Bunga layu di lembah subur
Yesaya 28:4
Mahkota Kesombongan vs Batu Penjuru
“Bunga kemuliaan, keindahannya yang memudar, yang ada di atas kepala lembah yang subur itu, akan menjadi seperti buah ara yang masak sebelum musim panas. Begitu orang melihatnya, dia akan segera dipetik dan ditelan.”Yesaya 28:4 · AYT
Alkitab Yang Terbuka
“dan bunga yang sudah mulai layu di perhiasan kepala mereka yang indah-indah itu--yaitu kota yang terletak tinggi di atas bukit, di atas lembah yang subur--nasibnya akan seperti nasib buah ara yang masak duluan sebelum musim kemarau: baru saja dilihat orang terus dipetik dan ditelan.”Yesaya 28:4 · TB
Terjemahan Baru
“Kemasyhuran kota mereka yang sudah mulai pudar itu akan lenyap. Nasibnya seperti nasib buah ara yang masak sebelum musimnya; begitu dilihat, terus dipetik dan dimakan.”Yesaya 28:4 · BIS
Bahasa Indonesia Sehari-hari
“And the glorious beauty, which is on the head of the fat valley, shall be a fading flower, and as the hasty fruit before the summer; which when he that looketh upon it seeth, while it is yet in his hand he eateth it up.”Yesaya 28:4 · KJV
King James Version
Arti ayat
Apa Arti Yesaya 28:4?
Keindahan Efraim akan cepat layu seperti buah ara awal yang langsung dipetik dan ditelan. Ini menggambarkan kehancuran yang cepat dan tak terhindarkan bagi mereka yang sudah kehilangan kemuliaan sejati.
Latar belakang
Kemuliaan yang memudar
Yesaya menggambarkan kecantikan Efraim (Israel Utara) seperti bunga di lembah subur, tetapi itu akan layu.
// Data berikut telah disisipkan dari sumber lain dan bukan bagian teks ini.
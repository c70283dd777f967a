//! warlore - game knowledge store for the War Legends assistant.
//!
//! A hybrid structured/full-text knowledge base used to assemble
//! retrieval context for LLM prompts. The embedding bot process owns
//! chat transport and prompt building; this crate owns the knowledge.
//!
//! ## Architecture
//!
//! - `config` - construction-time configuration (no env reads)
//! - `error` - error taxonomy
//! - `cache` - TTL caching with Moka
//! - `database` - SQLite record store, FTS index and CRUD repository
//! - `knowledge` - domain service: typed entities, context assembly,
//!   dynamic ingestion

pub mod cache;
pub mod config;
pub mod database;
pub mod error;
pub mod knowledge;

pub use cache::{CacheConfig, CacheRegistry, TypedCache};
pub use config::{KnowledgeConfig, RankingWeights};
pub use database::models::{
    Building, EntryPatch, Faction, General, KnowledgeContent, KnowledgeEntry, KnowledgeSource,
    KnowledgeType, KnowledgeUpdate, Mechanic, Player, Strategy, TimingWindow, Unit,
};
pub use database::{EntryRepository, KnowledgeDb, KnowledgeStats};
pub use error::{KnowledgeError, Result};
pub use knowledge::{ExtractedFact, FactExtractor, KnowledgeService};
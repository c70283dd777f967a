//! Dynamic knowledge-update input.

use chrono::{DateTime, Utc};
use serde::{Deserialize, Serialize};

/// A chat message offered to the knowledge base for fact extraction.
///
/// Supplied by the chat-ingestion layer; this crate does not parse or
/// validate chat transport.
#[derive(Debug, Clone, Serialize, Deserialize)]
pub struct KnowledgeUpdate {
    pub message_text: String,

    pub message_id: String,

    pub chat_id: i64,

    pub username: String,

    pub timestamp: DateTime<Utc>,

    /// Topic labels attached by the ingestion layer.
    #[serde(default)]
    pub topic_tags: Vec<String>,
}
use std::fmt;

/// How bad a diagnostic is.
///
/// Neither level aborts a run: a `Warning` means the output may differ from what the
/// author expects, an `Error` means some data was discarded.
#[derive(Debug, Copy, Clone, PartialEq, Eq, PartialOrd, Ord, Hash)]
pub enum Severity {
    Warning,
    Error,
}

#[derive(Debug, Clone, PartialEq, Eq)]
pub enum DiagnosticKind {
    /// A `match`/`begin`/`end`/`while` value that Oniguruma refuses to compile.
    MalformedPattern { pattern: String, message: String },
    /// A field the classifier doesn't know about.
    UnrecognizedField,
    /// A known field holding a value of the wrong JSON type.
    UnexpectedValue { expected: &'static str },
    /// An `#name` include pointing nowhere in the local repository.
    DanglingInclude { target: String },
    /// A `begin`/`end`/`while` field, or its captures, whose pair was dropped.
    UnpairedDelimiter,
}

/// A single problem found while walking a grammar, with the location of the
/// offending field, eg `repository.string.patterns[2].match`.
#[derive(Debug, Clone, PartialEq, Eq)]
pub struct Diagnostic {
    pub severity: Severity,
    pub path: String,
    pub kind: DiagnosticKind,
}

impl fmt::Display for Diagnostic {
    fn fmt(&self, f: &mut fmt::Formatter<'_>) -> fmt::Result {
        match &self.kind {
            DiagnosticKind::MalformedPattern { pattern, message } => write!(
                f,
                "{}: failed to parse pattern `{}`: {}; discarding",
                self.path, pattern, message
            ),
            DiagnosticKind::UnrecognizedField => {
                write!(f, "{}: unrecognized key; discarding", self.path)
            }
            DiagnosticKind::UnexpectedValue { expected } => {
                write!(f, "{}: expected {}; discarding", self.path, expected)
            }
            DiagnosticKind::DanglingInclude { target } => {
                write!(f, "{}: include '{}' has no repository entry", self.path, target)
            }
            DiagnosticKind::UnpairedDelimiter => {
                write!(f, "{}: no longer paired with a `begin`/`end`; discarding", self.path)
            }
        }
    }
}

/// Collects the diagnostics of one transformation run.
///
/// Every transformation takes its own collector so concurrent runs never interleave
/// their reports. Pushed diagnostics are also forwarded to the `log` facade.
#[derive(Debug, Clone, Default, PartialEq, Eq)]
pub struct Diagnostics {
    items: Vec<Diagnostic>,
}

impl Diagnostics {
    pub fn new() -> Self {
        Self::default()
    }

    pub fn push(&mut self, severity: Severity, path: impl Into<String>, kind: DiagnosticKind) {
        let diagnostic = Diagnostic {
            severity,
            path: path.into(),
            kind,
        };
        match severity {
            Severity::Warning => log::warn!("{diagnostic}"),
            Severity::Error => log::error!("{diagnostic}"),
        }
        self.items.push(diagnostic);
    }

    pub(crate) fn warn(&mut self, path: impl Into<String>, kind: DiagnosticKind) {
        self.push(Severity::Warning, path, kind);
    }

    pub(crate) fn error(&mut self, path: impl Into<String>, kind: DiagnosticKind) {
        self.push(Severity::Error, path, kind);
    }

    pub fn is_empty(&self) -> bool {
        self.items.is_empty()
    }

    pub fn len(&self) -> usize {
        self.items.len()
    }

    pub fn iter(&self) -> impl Iterator<Item = &Diagnostic> {
        self.items.iter()
    }

    /// Whether any field was dropped during the run.
    pub fn has_errors(&self) -> bool {
        self.items.iter().any(|d| d.severity == Severity::Error)
    }

    /// Appends the diagnostics of another run, keeping their order.
    pub fn extend(&mut self, other: Diagnostics) {
        self.items.extend(other.items);
    }

    pub fn into_vec(self) -> Vec<Diagnostic> {
        self.items
    }
}

impl<'a> IntoIterator for &'a Diagnostics {
    type Item = &'a Diagnostic;
    type IntoIter = std::slice::Iter<'a, Diagnostic>;

    fn into_iter(self) -> Self::IntoIter {
        self.items.iter()
    }
}
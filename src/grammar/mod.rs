mod export;
mod import;
mod kind;
pub mod linker;
mod pattern;
mod raw;
pub mod render;
mod structured;

pub use export::{export_grammar, export_scope};
pub use import::{import_grammar, import_scope};
pub use kind::{Field, FieldKind, classify};
pub use pattern::{Pattern, PatternFlags, PatternValue};
pub use raw::{RawGrammar, RawRepository, RawScope};
pub use structured::{Captures, ExtraValue, FieldRef, Grammar, Repository, Scope};
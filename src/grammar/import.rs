use serde_json::Value;

use crate::diagnostics::{DiagnosticKind, Diagnostics};
use crate::error::{Error, GrammarResult};
use crate::grammar::kind::{Field, FieldKind};
use crate::grammar::linker;
use crate::grammar::pattern::{Pattern, PatternValue};
use crate::grammar::raw::{RawGrammar, RawScope};
use crate::grammar::structured::{Captures, ExtraValue, FieldValue, Grammar, Scope};

/// Converts a JSON grammar into its typed form.
///
/// This is best effort: patterns that don't compile and fields we don't know are
/// dropped and reported in `diagnostics`. Only repository name collisions and captures
/// keys that are not integers abort the import.
pub fn import_grammar(raw: &RawGrammar, diagnostics: &mut Diagnostics) -> GrammarResult<Grammar> {
    // The repository goes first so its names are known before the root rules
    let repository = linker::import_repository(&raw.repository, diagnostics)?;

    let mut patterns = Vec::with_capacity(raw.patterns.len());
    for (i, scope) in raw.patterns.iter().enumerate() {
        patterns.push(import_scope(scope, &format!("patterns[{i}]"), diagnostics)?);
    }

    let mut extra = Vec::new();
    for (key, value) in &raw.extra {
        diagnostics.warn(key.as_str(), DiagnosticKind::UnrecognizedField);
        match naive_value(value) {
            Some(value) => extra.push((key.clone(), value)),
            None => diagnostics.error(
                key.as_str(),
                DiagnosticKind::UnexpectedValue {
                    expected: "a string or an array of strings",
                },
            ),
        }
    }

    Ok(Grammar {
        name: raw.name.clone(),
        scope_name: raw.scope_name.clone(),
        injection_selector: raw.injection_selector.clone(),
        patterns,
        repository,
        extra,
    })
}

/// Root fields we don't model survive only if they are a string or a list of strings.
fn naive_value(value: &Value) -> Option<ExtraValue> {
    match value {
        Value::String(s) => Some(ExtraValue::Text(s.clone())),
        Value::Array(items) => items
            .iter()
            .map(|item| item.as_str().map(str::to_string))
            .collect::<Option<Vec<_>>>()
            .map(ExtraValue::List),
        _ => None,
    }
}

/// Converts a single JSON rule, `path` being its location for diagnostics.
pub fn import_scope(
    raw: &RawScope,
    path: &str,
    diagnostics: &mut Diagnostics,
) -> GrammarResult<Scope> {
    let mut scope = Scope::default();
    let mut dropped_delimiter = false;

    for (key, value) in raw {
        let field_path = format!("{path}.{key}");
        let Some(field) = Field::from_key(key) else {
            diagnostics.warn(field_path, DiagnosticKind::UnrecognizedField);
            continue;
        };

        let imported = match field.kind() {
            FieldKind::Pattern => import_pattern(field, value, &field_path, diagnostics),
            FieldKind::Label => {
                expect_str(value, &field_path, diagnostics).map(|s| FieldValue::Label(s.to_string()))
            }
            FieldKind::Captures => import_captures(value, &field_path, diagnostics)?,
            FieldKind::Children => import_children(value, &field_path, diagnostics)?,
        };

        match imported {
            Some(imported) => scope.set(field, imported),
            None => dropped_delimiter |= matches!(field, Field::Begin | Field::End | Field::While),
        }
    }

    // A dropped delimiter must not leave a half rule behind
    if dropped_delimiter {
        for field in scope.strip_unpaired() {
            diagnostics.error(
                format!("{path}.{}", field.key()),
                DiagnosticKind::UnpairedDelimiter,
            );
        }
    }

    Ok(scope)
}

fn expect_str<'v>(value: &'v Value, path: &str, diagnostics: &mut Diagnostics) -> Option<&'v str> {
    if let Some(s) = value.as_str() {
        Some(s)
    } else {
        diagnostics.error(path, DiagnosticKind::UnexpectedValue { expected: "a string" });
        None
    }
}

fn import_pattern(
    field: Field,
    value: &Value,
    path: &str,
    diagnostics: &mut Diagnostics,
) -> Option<FieldValue> {
    let text = expect_str(value, path, diagnostics)?;
    let pattern = Pattern::new(text);

    // Backreferences only resolve against the captures of the matching `begin`
    if matches!(field, Field::End | Field::While) && pattern.has_backreferences() {
        return Some(FieldValue::Pattern(PatternValue::Compiled(pattern)));
    }

    match pattern.validate() {
        Ok(()) => Some(FieldValue::Pattern(PatternValue::Compiled(pattern))),
        Err(err) => {
            diagnostics.error(
                path,
                DiagnosticKind::MalformedPattern {
                    pattern: text.to_string(),
                    message: err.to_string(),
                },
            );
            None
        }
    }
}

fn import_captures(
    value: &Value,
    path: &str,
    diagnostics: &mut Diagnostics,
) -> GrammarResult<Option<FieldValue>> {
    let Some(map) = value.as_object() else {
        diagnostics.error(path, DiagnosticKind::UnexpectedValue { expected: "an object" });
        return Ok(None);
    };

    let mut captures = Captures::new();
    for (key, value) in map {
        let index = key.parse::<u32>().map_err(|_| Error::CapturesKey {
            path: path.to_string(),
            key: key.clone(),
        })?;
        let capture_path = format!("{path}.{key}");
        let Some(rule) = value.as_object() else {
            diagnostics.error(capture_path, DiagnosticKind::UnexpectedValue { expected: "an object" });
            continue;
        };
        captures.insert(index, import_scope(rule, &capture_path, diagnostics)?);
    }

    Ok(Some(FieldValue::Captures(captures)))
}

fn import_children(
    value: &Value,
    path: &str,
    diagnostics: &mut Diagnostics,
) -> GrammarResult<Option<FieldValue>> {
    let Some(items) = value.as_array() else {
        diagnostics.error(path, DiagnosticKind::UnexpectedValue { expected: "an array" });
        return Ok(None);
    };

    let mut children = Vec::with_capacity(items.len());
    for (i, item) in items.iter().enumerate() {
        let child_path = format!("{path}[{i}]");
        let Some(rule) = item.as_object() else {
            diagnostics.error(child_path, DiagnosticKind::UnexpectedValue { expected: "an object" });
            continue;
        };
        children.push(import_scope(rule, &child_path, diagnostics)?);
    }

    Ok(Some(FieldValue::Children(children)))
}

#[cfg(test)]
mod tests {
    use super::*;
    use crate::diagnostics::Severity;

    fn raw_scope(json: &str) -> RawScope {
        serde_json::from_str(json).unwrap()
    }

    #[test]
    fn test_imports_match_rule() {
        let raw = RawGrammar::from_json(
            r#"{"name": "Foo", "scopeName": "source.foo", "patterns": [{"match": "a+", "name": "kw.foo"}]}"#,
        )
        .unwrap();
        let mut diagnostics = Diagnostics::new();
        let grammar = import_grammar(&raw, &mut diagnostics).unwrap();

        assert!(diagnostics.is_empty());
        assert_eq!(grammar.name, "Foo");
        assert_eq!(grammar.scope_name, "source.foo");
        assert_eq!(grammar.patterns.len(), 1);
        let scope = &grammar.patterns[0];
        let pattern = scope.match_.as_ref().and_then(PatternValue::as_pattern).unwrap();
        assert_eq!(pattern.source(), "a+");
        assert_eq!(scope.name.as_deref(), Some("kw.foo"));
    }

    #[test]
    fn test_malformed_pattern_is_dropped_not_fatal() {
        let raw = raw_scope(r#"{"match": "(a", "name": "kw.foo", "captures": {"1": {"name": "x"}}}"#);
        let mut diagnostics = Diagnostics::new();
        let scope = import_scope(&raw, "patterns[0]", &mut diagnostics).unwrap();

        assert!(scope.match_.is_none());
        assert_eq!(scope.name.as_deref(), Some("kw.foo"));
        assert!(scope.captures.is_some());
        assert_eq!(diagnostics.len(), 1);
        let diagnostic = diagnostics.iter().next().unwrap();
        assert_eq!(diagnostic.path, "patterns[0].match");
        assert_eq!(diagnostic.severity, Severity::Error);
        assert!(matches!(diagnostic.kind, DiagnosticKind::MalformedPattern { .. }));
    }

    #[test]
    fn test_malformed_end_takes_its_begin_along() {
        let raw = raw_scope(r#"{"begin": "\\(", "end": "(unclosed", "name": "meta.parens"}"#);
        let mut diagnostics = Diagnostics::new();
        let scope = import_scope(&raw, "patterns[0]", &mut diagnostics).unwrap();

        assert_eq!(
            scope,
            Scope {
                name: Some("meta.parens".into()),
                ..Scope::default()
            }
        );
        assert!(scope.validate("patterns[0]").is_ok());
        let kinds: Vec<_> = diagnostics.iter().map(|d| (d.path.as_str(), &d.kind)).collect();
        assert!(matches!(
            kinds.as_slice(),
            [
                ("patterns[0].end", DiagnosticKind::MalformedPattern { .. }),
                ("patterns[0].begin", DiagnosticKind::UnpairedDelimiter),
            ]
        ));
    }

    #[test]
    fn test_end_with_backreference_is_kept() {
        let raw = raw_scope(
            r#"{"begin": "(<<)(\\w+)", "end": "^\\2$", "contentName": "string.unquoted.heredoc"}"#,
        );
        let mut diagnostics = Diagnostics::new();
        let scope = import_scope(&raw, "p", &mut diagnostics).unwrap();

        assert!(diagnostics.is_empty());
        let end = scope.end.as_ref().and_then(PatternValue::as_pattern).unwrap();
        assert_eq!(end.source(), "^\\2$");
        assert!(scope.validate("p").is_ok());
    }

    #[test]
    fn test_backreference_outside_end_is_still_checked() {
        let raw = raw_scope(r#"{"match": "\\1x"}"#);
        let mut diagnostics = Diagnostics::new();
        let scope = import_scope(&raw, "p", &mut diagnostics).unwrap();

        assert!(scope.match_.is_none());
        assert!(diagnostics.has_errors());
    }

    #[test]
    fn test_unrecognized_fields_are_dropped() {
        let raw = raw_scope(
            r#"{"comment": "numbers", "match": "[0-9]+", "applyEndPatternLast": 1}"#,
        );
        let mut diagnostics = Diagnostics::new();
        let scope = import_scope(&raw, "repository.num", &mut diagnostics).unwrap();

        assert_eq!(
            scope,
            Scope {
                match_: Some(Pattern::new("[0-9]+").into()),
                ..Scope::default()
            }
        );
        let paths: Vec<_> = diagnostics.iter().map(|d| d.path.as_str()).collect();
        assert_eq!(
            paths,
            vec!["repository.num.comment", "repository.num.applyEndPatternLast"]
        );
    }

    #[test]
    fn test_wrongly_typed_values_are_dropped() {
        let raw = raw_scope(r#"{"name": 3, "patterns": [{"match": "x"}, "oops"], "captures": []}"#);
        let mut diagnostics = Diagnostics::new();
        let scope = import_scope(&raw, "p", &mut diagnostics).unwrap();

        assert!(scope.name.is_none());
        assert!(scope.captures.is_none());
        assert_eq!(scope.patterns.as_ref().map(Vec::len), Some(1));
        assert_eq!(diagnostics.len(), 3);
        assert!(diagnostics.has_errors());
    }

    #[test]
    fn test_captures_are_keyed_by_integer() {
        let raw = raw_scope(
            r#"{"match": "(a)(b)(c)", "captures": {"0": {"name": "a"}, "2": {"name": "b"}, "1": {"name": "c"}}}"#,
        );
        let mut diagnostics = Diagnostics::new();
        let scope = import_scope(&raw, "p", &mut diagnostics).unwrap();
        let captures = scope.captures.unwrap();

        let indexes: Vec<_> = captures.iter().map(|(i, _)| i).collect();
        assert_eq!(indexes, vec![0, 1, 2]);
        assert_eq!(captures.get(2).and_then(|s| s.name.as_deref()), Some("b"));
        assert_eq!(captures.get(1).and_then(|s| s.name.as_deref()), Some("c"));
    }

    #[test]
    fn test_non_integer_captures_key_is_fatal() {
        let raw = raw_scope(r#"{"match": "(a)", "captures": {"first": {"name": "a"}}}"#);
        let err = import_scope(&raw, "patterns[3]", &mut Diagnostics::new()).unwrap_err();
        match err {
            Error::CapturesKey { path, key } => {
                assert_eq!(path, "patterns[3].captures");
                assert_eq!(key, "first");
            }
            other => panic!("unexpected {other:?}"),
        }
    }

    #[test]
    fn test_include_is_copied_as_is() {
        let raw = RawGrammar::from_json(
            r##"{
                "name": "Foo",
                "scopeName": "source.foo",
                "patterns": [{"include": "#num"}],
                "repository": {"num": {"match": "[0-9]+"}}
            }"##,
        )
        .unwrap();
        let grammar = import_grammar(&raw, &mut Diagnostics::new()).unwrap();

        assert_eq!(grammar.patterns[0].include.as_deref(), Some("#num"));
        assert_eq!(grammar.repository.len(), 1);
        assert!(grammar.repository.get("num").unwrap().match_.is_some());
    }

    #[test]
    fn test_root_fallback_keeps_strings_and_string_lists() {
        let raw = RawGrammar::from_json(
            r#"{
                "name": "Foo",
                "scopeName": "source.foo",
                "fileTypes": ["foo", "fo"],
                "firstLineMatch": "^#!.*foo",
                "information_for_contributors": [1, 2],
                "injections": {}
            }"#,
        )
        .unwrap();
        let mut diagnostics = Diagnostics::new();
        let grammar = import_grammar(&raw, &mut diagnostics).unwrap();

        assert_eq!(
            grammar.extra,
            vec![
                (
                    "fileTypes".to_string(),
                    ExtraValue::List(vec!["foo".to_string(), "fo".to_string()])
                ),
                ("firstLineMatch".to_string(), ExtraValue::Text("^#!.*foo".to_string())),
            ]
        );
        // one warning per unknown key, one error per discarded one
        assert_eq!(diagnostics.len(), 6);
        assert_eq!(
            diagnostics.iter().filter(|d| d.severity == Severity::Error).count(),
            2
        );
    }
}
Buah ara yang matang sebelum musim panas menjadi simbol kemuliaan yang cepat hilang dan dihancurkan.
Di mana
Yerusalem (tempt penerimaan nubuat)
Di kota, saat masa pelayanan Yesaya
Kapan
~735 SM
Kerajaan Terpecah
Yang berbicara
Yesaya
Nabi di Yerusalem, ~740 SM
Kepada
Efraim (Israel Utara)
Kerajaan utara yang sombong dan mabuk
Studi kata
Kata Kunci dalam Bahasa Asli
צִיץ
tsits · bunga
bunga atau kuncup, juga berarti mahkota atau keindahan yang rapuh
צְבִי
tsevi · kemuliaan
keindahan, kemuliaan, atau hiasan yang dibanggakan
בִּכּוּרָה
bikkurah · masak sebelum
buah sulung, yang muncul lebih awal dan sangat sementara
Ketiga kata ini menekankan keindahan yang sangat sementara dan rapuh, seperti bunga yang cepat layu dan buah ara yang cepat busuk—sebuah peringatan tentang kesombongan manusia.
Tahukah kamu
Buah ara awal
Buah ara yang masak sebelum musim panas sangat lezat dan dicari, tetapi cepat busuk. Ini menjadi kiasan yang kuat untuk kehancuran yang tiba-tiba.
Ayat terkait
Ayat Lain yang Menggemakan Yesaya 28:4
Sering disalahpahami
Salah Kaprah tentang Yesaya 28:4
✕ Sering dikira
Dianggap hanya tentang kehancuran Israel secara umum, tanpa konteks kesombongan.
✓ Yang sebenarnya
Ini khusus menyerang kesombongan dan kemewahan Efraim yang akan dihancurkan oleh Asyur.
✕ Sering dikira
Buah ara dianggap sebagai tanda berkat, bukan peringatan.
✓ Yang sebenarnya
Buah ara itu justru melambangkan kehancuran yang cepat, bukan berkat yang kekal.
Renungan
Renungan Singkat Yesaya 28:4
Hidup ini singkat dan kemegahan duniawi cepat berlalu. Jangan menunda untuk berbalik kepada Tuhan. Keindahan yang sejati adalah hidup yang berbuah bagi-Nya, bukan yang cepat layu.
Bapa, buatlah hidupku berbuah bagi-Mu dan tidak sia-sia, sebab hanya Engkau yang memberi keindahan yang kekal. Amin.